Insects are getting faster at developing resistance to GM crops
Study finds a surge of insects fighting back against insecticidal crops, but says adding non-GM plants can delay the evolution of that resistance. Tim Wallace and Elizabeth Finkel report.
Insects are rapidly evolving resistance to crops genetically engineered to poison them.
That’s the conclusion from an analysis of global data covering the first two decades of the use of ‘Bt crops’ – plants genetically engineered to produce insecticidal proteins sourced from the bacterium Bacillus thuringiensis (Bt). The good news is that when farmers provided non-Bt plants near their Bt crops, a so-called refuge, the development of resistance was delayed.
“The primary lesson from the past two decades is that abundant refuges can delay pest resistance to transgenic crops,” conclude entomologists Bruce Tabashnik and Yves Carrière of the University of Arizona in Tucson. Their findings are published in the journal Nature Biotechnology.
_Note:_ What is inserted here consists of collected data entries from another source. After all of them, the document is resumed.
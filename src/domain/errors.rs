// Domain-level errors for policy calls and configuration checks.

use std::fmt;

/// Reasons a policy could not supply an action for a tick.
///
/// None of these are fatal: the arbiter substitutes the pursuit heuristic.
#[derive(Debug, Clone, PartialEq)]
pub enum PolicyError {
    /// No policy is configured or the backend is not ready.
    Unavailable,
    /// The call did not resolve within the tick budget.
    Timeout,
    /// The policy answered with something that is not two finite floats.
    Malformed(String),
    /// The inference backend reported a failure.
    Inference(String),
}

impl PolicyError {
    /// Short label for logs and wire snapshots.
    pub fn label(&self) -> &'static str {
        match self {
            PolicyError::Unavailable => "unavailable",
            PolicyError::Timeout => "timeout",
            PolicyError::Malformed(_) => "malformed",
            PolicyError::Inference(_) => "inference",
        }
    }
}

impl fmt::Display for PolicyError {
    fn fmt(&self, f: &mut fmt::Formatter<'_>) -> fmt::Result {
        match self {
            PolicyError::Unavailable => write!(f, "policy unavailable"),
            PolicyError::Timeout => write!(f, "policy timed out"),
            PolicyError::Malformed(detail) => write!(f, "malformed policy output: {detail}"),
            PolicyError::Inference(detail) => write!(f, "policy inference failed: {detail}"),
        }
    }
}

impl std::error::Error for PolicyError {}

/// Caller contract violations rejected before (or instead of) running a tick.
#[derive(Debug, Clone, PartialEq)]
pub enum ConfigError {
    InvalidWheelbase,
    InvalidDrag,
    InvalidLimit(&'static str),
    InvalidGain(&'static str),
    InvalidTimestep,
}

impl fmt::Display for ConfigError {
    fn fmt(&self, f: &mut fmt::Formatter<'_>) -> fmt::Result {
        match self {
            ConfigError::InvalidWheelbase => write!(f, "wheelbase must be finite and > 0"),
            ConfigError::InvalidDrag => write!(f, "drag coefficient must be in (0, 1]"),
            ConfigError::InvalidLimit(name) => write!(f, "{name} must be finite and > 0"),
            ConfigError::InvalidGain(name) => write!(f, "{name} must be finite and >= 0"),
            ConfigError::InvalidTimestep => write!(f, "dt must be finite and >= 0"),
        }
    }
}

impl std::error::Error for ConfigError {}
Farmers have sprayed Bt on crops as an insecticide for decades. It kills caterpillar and beetle pests, and is safe and environmentally friendly – making it a common choice for organic farmers. Since 1996, farmers have also had access to plants genetically engineered to carry the instructions for making Bt proteins in their DNA. Not only does that reduce the labour and costs of spraying, it is far more effective for crops such as cotton, where caterpillars feeding inside cotton bolls can be impervious to sprays. In Australia, for instance, Bt cotton has reduced chemical pesticide use by 85%.
Globally in 2016, farmers planted more than 98 million hectares of Bt corn, cotton and soybeans.
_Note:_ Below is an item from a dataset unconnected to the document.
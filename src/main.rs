#[tokio::main]
async fn main() -> std::io::Result<()> {
    rl_car_server::run_with_config().await
}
From the beginning scientists expected insects to evolve resistance to Bt proteins, as they ultimately do to all insecticides. The recommended strategy to forestall it was to plant companion crops that did not produce the proteins. Insects with no resistance to Bt could multiply freely in these refuges; the idea being that these susceptible insects would mate with and dilute the rare resistant insects.
However, not all farmers complied with the recommendation to establish refuges. Indian farmers, for instance, were less likely to establish refuges than farmers in the southwestern United States; and even in the US the requirement for how large refuges need to be has been debated. Since 2007, the US Environmental Protection Agency has relaxed its requirements.
To investigate how refuges and other factors impacted the rate at which resistance evolved, Tabashnik and Carrière examined 36 case studies from 10 countries.
In the decade between 1996 and 2005, they found three cases of resistance. Over the next decade resistance surged, with another 13 cases occurring by 2016. On average, the rate at which insects developed resistance more than doubled in the second decade. It took eight years from the first introduction of Bt crops on a farm till resistance genes spread throughout an insect population. Between 2008 and 2014 that time shrank to an average of three years.
The main reason resistance evolved faster, says Tabashnik, is that even when new crops were introduced that carried novel toxic varieties of Bt, the insects could still muster some degree of cross-protection from their previous exposure.
However, he points out a silver lining "is that in 17 other cases, pests have not evolved resistance to Bt crops". The remaining three cases are classified as "early warning of resistance", where the resistance is not severe enough to have practical consequences.
The authors found that refuges have indeed helped to delay resistance. For example, resistance of pink bollworm to Bt cotton evolved after less than 10 years in India where refuges were scarce, but has not evolved after more than two decades in the US where refuges have been abundant.
"Same pest, same crop, same Bt proteins, but very different outcomes," says Tabashnik.
“We always expect the pests to adapt. However, if we can delay resistance from a few years to a few decades, that's a big win.”